Stored data

▼

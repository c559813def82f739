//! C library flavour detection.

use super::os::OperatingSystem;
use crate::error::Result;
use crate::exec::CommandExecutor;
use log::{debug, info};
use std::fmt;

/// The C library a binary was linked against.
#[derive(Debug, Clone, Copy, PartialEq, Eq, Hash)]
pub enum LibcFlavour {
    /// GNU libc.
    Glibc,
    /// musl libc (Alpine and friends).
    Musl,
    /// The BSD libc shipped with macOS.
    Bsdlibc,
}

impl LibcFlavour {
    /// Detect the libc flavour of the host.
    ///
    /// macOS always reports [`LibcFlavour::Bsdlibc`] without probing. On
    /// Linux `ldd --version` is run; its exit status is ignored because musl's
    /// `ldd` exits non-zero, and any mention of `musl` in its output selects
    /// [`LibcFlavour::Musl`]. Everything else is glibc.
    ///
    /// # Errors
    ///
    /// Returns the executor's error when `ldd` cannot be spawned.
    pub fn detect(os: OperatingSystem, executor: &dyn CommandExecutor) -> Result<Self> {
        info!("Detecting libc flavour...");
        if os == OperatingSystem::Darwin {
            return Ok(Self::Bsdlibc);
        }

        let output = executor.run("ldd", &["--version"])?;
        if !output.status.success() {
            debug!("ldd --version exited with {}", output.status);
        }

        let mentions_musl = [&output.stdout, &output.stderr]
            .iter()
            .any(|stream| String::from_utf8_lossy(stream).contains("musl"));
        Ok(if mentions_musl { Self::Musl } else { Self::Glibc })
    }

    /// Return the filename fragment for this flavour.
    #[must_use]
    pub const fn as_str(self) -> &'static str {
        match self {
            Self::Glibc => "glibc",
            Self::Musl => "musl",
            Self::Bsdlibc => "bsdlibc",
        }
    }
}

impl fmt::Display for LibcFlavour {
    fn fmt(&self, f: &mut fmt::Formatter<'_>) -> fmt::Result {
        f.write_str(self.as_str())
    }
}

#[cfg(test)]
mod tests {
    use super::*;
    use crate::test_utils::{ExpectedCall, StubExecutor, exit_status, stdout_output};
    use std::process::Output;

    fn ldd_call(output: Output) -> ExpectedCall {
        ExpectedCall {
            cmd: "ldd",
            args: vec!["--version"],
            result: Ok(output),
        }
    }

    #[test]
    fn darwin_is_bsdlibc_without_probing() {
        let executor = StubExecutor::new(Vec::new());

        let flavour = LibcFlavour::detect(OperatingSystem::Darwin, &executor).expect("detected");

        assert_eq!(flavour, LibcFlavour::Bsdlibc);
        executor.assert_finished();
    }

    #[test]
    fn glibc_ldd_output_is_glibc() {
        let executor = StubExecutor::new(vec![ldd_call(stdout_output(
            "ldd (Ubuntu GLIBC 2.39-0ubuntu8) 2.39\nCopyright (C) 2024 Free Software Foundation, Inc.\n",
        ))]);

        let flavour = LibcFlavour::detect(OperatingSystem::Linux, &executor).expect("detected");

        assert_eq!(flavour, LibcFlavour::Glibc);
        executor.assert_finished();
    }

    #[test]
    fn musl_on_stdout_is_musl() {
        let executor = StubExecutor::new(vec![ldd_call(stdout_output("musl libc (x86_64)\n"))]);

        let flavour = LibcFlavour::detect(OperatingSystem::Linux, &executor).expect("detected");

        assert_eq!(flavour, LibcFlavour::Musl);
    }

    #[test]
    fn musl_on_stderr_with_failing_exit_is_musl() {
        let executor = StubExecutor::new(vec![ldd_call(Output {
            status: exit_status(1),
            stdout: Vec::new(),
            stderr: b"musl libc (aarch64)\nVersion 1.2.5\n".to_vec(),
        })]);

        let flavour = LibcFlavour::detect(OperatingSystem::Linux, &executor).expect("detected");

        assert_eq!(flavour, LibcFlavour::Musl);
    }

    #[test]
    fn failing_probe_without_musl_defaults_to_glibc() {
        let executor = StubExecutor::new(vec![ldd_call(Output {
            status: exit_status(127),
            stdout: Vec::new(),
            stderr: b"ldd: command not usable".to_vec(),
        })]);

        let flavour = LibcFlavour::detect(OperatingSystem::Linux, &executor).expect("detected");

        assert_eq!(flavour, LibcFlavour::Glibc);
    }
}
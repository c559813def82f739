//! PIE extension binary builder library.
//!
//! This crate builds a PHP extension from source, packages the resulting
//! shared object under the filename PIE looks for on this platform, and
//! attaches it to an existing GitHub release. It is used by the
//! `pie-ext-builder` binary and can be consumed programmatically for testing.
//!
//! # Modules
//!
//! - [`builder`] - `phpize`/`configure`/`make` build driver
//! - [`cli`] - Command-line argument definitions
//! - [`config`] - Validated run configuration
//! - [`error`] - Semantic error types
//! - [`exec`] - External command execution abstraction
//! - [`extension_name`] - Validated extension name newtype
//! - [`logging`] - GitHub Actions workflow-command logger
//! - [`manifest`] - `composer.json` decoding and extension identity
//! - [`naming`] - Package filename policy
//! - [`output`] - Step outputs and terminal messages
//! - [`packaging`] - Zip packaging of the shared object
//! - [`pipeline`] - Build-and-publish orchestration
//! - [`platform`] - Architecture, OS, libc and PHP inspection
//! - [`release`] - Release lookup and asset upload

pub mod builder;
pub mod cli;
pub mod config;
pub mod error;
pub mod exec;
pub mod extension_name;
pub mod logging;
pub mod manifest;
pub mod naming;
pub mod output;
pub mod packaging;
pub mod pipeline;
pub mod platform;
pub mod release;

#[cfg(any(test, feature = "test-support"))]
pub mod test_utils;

▲

## What you should do:
Across the data, pull every line containing the string "pipeline".

## Solution to the exercise:
//! - [`pipeline`] - Build-and-publish orchestration
pub mod pipeline;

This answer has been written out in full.